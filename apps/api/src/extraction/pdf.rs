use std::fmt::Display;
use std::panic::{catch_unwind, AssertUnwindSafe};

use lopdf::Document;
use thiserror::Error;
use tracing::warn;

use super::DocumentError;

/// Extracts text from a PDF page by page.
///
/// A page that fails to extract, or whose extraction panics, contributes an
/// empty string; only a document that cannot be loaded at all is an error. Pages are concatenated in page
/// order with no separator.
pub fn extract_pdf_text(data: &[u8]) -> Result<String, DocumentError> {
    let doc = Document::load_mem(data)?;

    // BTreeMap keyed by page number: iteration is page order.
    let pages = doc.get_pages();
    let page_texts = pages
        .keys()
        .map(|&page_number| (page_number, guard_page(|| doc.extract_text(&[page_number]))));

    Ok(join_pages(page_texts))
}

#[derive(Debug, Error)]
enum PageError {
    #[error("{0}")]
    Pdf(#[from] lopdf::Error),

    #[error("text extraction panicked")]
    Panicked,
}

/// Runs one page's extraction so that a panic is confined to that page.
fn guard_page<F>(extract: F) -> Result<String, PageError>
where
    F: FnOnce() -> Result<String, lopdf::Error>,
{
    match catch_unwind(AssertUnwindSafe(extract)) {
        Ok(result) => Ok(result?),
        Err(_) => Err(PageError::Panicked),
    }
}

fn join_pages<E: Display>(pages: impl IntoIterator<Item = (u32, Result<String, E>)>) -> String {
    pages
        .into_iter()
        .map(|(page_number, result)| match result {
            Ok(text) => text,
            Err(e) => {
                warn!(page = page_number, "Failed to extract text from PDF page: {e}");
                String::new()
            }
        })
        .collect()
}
--
#### WHAT THE EXERCISE ASKS:
In the records above, locate each line with the word "that". Copy all such lines.

#### RESULT FOR THIS TASK:
/// A page that fails to extract, or whose extraction panics, contributes an
/// empty string; only a document that cannot be loaded at all is an error. Pages are concatenated in page
/// Runs one page's extraction so that a panic is confined to that page.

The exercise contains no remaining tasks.